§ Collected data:

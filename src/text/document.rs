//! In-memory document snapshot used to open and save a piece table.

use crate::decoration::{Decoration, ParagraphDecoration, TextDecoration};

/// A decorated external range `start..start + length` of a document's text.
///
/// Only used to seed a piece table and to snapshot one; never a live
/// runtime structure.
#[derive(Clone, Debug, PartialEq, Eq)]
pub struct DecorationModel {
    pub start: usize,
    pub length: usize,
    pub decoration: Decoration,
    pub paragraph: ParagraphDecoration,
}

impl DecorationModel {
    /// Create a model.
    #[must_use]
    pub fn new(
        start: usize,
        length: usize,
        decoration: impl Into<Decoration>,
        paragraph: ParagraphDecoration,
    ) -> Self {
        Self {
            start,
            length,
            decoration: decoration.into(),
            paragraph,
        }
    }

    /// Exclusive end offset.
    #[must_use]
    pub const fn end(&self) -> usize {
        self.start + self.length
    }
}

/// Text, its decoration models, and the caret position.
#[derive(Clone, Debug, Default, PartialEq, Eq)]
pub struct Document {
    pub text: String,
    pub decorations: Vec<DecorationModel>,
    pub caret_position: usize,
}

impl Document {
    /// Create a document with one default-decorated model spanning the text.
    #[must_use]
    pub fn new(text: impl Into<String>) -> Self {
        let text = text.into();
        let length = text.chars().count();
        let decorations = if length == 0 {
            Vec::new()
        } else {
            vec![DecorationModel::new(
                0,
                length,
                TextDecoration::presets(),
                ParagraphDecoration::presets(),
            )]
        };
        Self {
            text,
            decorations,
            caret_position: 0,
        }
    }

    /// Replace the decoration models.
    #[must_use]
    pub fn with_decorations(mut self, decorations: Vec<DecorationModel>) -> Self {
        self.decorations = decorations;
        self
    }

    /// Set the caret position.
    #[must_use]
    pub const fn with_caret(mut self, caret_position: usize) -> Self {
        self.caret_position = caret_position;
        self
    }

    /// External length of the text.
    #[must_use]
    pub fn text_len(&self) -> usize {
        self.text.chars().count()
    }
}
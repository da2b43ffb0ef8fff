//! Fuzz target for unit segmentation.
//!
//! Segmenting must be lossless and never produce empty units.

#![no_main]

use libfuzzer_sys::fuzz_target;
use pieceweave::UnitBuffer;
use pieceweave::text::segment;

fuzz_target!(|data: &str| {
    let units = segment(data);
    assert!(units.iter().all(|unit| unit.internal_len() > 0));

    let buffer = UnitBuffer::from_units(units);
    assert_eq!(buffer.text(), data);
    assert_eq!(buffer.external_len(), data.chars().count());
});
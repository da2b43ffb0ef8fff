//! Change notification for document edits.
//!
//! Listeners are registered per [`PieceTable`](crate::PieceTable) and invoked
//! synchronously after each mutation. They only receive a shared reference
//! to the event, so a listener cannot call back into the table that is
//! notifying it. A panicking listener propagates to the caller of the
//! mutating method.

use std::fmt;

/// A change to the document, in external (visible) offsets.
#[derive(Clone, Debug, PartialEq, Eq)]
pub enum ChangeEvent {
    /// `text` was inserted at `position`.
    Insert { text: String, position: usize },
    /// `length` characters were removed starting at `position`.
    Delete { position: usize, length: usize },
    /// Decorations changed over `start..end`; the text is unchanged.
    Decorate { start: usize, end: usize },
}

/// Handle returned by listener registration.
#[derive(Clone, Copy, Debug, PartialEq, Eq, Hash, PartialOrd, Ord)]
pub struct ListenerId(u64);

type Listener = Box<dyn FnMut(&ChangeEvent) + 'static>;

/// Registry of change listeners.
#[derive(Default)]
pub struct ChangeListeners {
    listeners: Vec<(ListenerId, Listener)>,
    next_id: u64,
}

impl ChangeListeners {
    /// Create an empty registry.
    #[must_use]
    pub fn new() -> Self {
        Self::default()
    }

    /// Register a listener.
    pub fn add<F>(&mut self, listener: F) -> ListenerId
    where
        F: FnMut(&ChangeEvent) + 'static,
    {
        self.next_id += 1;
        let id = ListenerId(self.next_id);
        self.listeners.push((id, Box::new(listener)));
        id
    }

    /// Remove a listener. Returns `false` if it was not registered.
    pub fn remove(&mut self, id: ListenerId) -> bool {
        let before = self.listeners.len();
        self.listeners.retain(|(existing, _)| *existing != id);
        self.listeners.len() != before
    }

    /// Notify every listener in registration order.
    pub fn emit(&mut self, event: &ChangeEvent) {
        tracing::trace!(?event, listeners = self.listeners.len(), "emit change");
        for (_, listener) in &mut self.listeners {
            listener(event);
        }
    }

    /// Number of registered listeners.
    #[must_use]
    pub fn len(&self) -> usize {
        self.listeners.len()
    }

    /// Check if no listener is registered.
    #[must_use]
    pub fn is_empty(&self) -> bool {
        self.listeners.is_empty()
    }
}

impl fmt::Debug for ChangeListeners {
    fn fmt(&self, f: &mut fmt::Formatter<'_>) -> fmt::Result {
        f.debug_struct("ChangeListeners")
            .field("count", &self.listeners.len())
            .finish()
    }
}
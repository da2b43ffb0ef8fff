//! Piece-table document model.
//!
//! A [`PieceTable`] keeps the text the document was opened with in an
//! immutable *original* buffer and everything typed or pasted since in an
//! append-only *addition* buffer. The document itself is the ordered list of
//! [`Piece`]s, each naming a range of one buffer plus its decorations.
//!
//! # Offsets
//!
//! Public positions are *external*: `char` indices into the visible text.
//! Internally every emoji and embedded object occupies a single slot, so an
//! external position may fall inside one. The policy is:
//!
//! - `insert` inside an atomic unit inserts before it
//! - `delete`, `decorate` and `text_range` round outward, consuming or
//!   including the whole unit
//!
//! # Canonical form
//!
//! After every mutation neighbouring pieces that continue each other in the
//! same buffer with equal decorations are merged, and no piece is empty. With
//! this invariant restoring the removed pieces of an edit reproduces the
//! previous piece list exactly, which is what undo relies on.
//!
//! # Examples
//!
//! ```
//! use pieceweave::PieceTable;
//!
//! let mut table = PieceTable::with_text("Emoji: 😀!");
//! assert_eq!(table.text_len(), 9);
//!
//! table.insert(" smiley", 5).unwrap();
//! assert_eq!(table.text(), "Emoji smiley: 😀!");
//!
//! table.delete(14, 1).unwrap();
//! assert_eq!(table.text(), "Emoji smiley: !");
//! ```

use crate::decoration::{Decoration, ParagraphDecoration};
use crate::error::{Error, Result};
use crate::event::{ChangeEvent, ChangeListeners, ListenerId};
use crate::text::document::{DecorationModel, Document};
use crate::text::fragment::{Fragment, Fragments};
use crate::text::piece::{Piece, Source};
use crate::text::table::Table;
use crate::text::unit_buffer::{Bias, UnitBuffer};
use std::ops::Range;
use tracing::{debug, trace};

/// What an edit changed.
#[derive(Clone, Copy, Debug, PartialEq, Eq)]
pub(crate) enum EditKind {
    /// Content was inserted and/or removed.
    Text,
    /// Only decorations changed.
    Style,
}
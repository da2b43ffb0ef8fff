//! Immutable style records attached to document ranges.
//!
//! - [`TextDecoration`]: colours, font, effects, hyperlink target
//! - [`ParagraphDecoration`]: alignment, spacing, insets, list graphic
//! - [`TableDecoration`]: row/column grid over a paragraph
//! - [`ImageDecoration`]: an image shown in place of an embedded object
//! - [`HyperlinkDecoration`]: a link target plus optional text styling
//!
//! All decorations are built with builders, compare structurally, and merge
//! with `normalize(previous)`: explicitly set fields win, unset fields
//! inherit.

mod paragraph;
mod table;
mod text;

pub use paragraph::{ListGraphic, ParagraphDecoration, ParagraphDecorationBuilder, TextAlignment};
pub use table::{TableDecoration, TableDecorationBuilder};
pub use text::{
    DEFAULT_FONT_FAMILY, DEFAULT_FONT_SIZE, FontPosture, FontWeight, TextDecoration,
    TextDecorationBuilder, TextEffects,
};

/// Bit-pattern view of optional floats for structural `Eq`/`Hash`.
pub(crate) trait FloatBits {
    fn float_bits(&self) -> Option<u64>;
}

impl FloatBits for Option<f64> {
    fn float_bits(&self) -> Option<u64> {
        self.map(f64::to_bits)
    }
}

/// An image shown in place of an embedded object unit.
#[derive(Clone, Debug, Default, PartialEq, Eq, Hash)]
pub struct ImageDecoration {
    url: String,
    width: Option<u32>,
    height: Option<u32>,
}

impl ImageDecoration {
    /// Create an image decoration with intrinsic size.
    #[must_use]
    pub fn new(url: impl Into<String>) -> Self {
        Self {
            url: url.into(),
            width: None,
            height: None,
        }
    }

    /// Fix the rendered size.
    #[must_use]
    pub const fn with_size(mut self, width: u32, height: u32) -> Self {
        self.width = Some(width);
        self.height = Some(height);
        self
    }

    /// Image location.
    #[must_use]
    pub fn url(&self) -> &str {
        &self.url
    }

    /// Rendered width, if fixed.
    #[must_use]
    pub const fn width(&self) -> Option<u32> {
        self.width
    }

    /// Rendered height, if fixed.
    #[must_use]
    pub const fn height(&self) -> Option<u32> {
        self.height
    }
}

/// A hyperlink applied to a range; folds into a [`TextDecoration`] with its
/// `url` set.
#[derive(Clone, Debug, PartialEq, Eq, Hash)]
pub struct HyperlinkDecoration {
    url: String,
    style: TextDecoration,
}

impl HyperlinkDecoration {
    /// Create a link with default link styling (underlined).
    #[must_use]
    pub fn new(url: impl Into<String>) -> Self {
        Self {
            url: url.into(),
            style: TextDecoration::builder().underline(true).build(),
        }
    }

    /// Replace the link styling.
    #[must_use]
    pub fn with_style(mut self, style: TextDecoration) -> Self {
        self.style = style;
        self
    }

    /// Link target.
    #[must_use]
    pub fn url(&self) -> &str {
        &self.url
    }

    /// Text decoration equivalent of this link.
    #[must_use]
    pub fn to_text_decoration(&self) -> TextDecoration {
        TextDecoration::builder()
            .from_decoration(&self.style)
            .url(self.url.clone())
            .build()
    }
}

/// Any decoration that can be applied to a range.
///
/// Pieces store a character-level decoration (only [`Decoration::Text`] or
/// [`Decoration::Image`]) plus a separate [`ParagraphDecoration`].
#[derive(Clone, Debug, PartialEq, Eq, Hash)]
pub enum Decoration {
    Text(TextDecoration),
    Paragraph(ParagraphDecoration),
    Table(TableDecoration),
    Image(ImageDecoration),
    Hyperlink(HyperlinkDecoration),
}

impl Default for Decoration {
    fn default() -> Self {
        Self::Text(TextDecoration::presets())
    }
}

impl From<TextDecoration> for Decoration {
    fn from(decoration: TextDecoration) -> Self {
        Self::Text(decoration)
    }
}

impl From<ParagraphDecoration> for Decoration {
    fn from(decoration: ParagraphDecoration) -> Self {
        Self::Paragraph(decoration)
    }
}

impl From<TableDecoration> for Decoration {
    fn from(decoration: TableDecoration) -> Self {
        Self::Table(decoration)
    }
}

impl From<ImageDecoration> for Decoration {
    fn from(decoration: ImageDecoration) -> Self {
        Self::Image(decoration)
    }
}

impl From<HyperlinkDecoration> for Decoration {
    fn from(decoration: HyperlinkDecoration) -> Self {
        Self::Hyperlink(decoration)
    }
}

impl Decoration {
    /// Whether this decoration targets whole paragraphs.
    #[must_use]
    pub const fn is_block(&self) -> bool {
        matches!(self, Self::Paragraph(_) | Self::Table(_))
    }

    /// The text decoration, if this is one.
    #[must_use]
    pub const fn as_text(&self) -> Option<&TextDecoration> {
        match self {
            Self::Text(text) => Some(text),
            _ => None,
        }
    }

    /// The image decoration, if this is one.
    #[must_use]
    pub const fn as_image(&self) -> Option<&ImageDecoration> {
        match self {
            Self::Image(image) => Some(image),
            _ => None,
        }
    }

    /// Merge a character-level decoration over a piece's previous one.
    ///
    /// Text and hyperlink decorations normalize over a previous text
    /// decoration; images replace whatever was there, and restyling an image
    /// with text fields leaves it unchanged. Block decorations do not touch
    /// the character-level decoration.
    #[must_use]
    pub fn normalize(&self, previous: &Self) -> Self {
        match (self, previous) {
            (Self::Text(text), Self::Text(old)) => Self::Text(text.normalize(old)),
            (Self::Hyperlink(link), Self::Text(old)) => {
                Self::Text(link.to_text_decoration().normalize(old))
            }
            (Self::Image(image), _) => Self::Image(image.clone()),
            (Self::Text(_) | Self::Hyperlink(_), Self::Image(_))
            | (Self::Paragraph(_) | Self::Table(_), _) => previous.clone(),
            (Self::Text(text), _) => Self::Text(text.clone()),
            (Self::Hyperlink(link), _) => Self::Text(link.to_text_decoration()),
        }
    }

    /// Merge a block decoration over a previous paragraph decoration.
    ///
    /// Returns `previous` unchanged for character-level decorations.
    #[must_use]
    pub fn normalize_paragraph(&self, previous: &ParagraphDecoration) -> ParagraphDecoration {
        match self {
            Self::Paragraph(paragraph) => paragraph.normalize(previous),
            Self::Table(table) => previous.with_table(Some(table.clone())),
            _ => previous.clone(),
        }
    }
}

§ What you need to do: Using the data above, repeat exactly the lines that begin at the line with "Register a listener." and end at the line with "was not registered.", both ends included.

§ The completed task:
    /// Register a listener.
    pub fn add<F>(&mut self, listener: F) -> ListenerId
    where
        F: FnMut(&ChangeEvent) + 'static,
    {
        self.next_id += 1;
        let id = ListenerId(self.next_id);
        self.listeners.push((id, Box::new(listener)));
        id
    }

    /// Remove a listener. Returns `false` if it was not registered.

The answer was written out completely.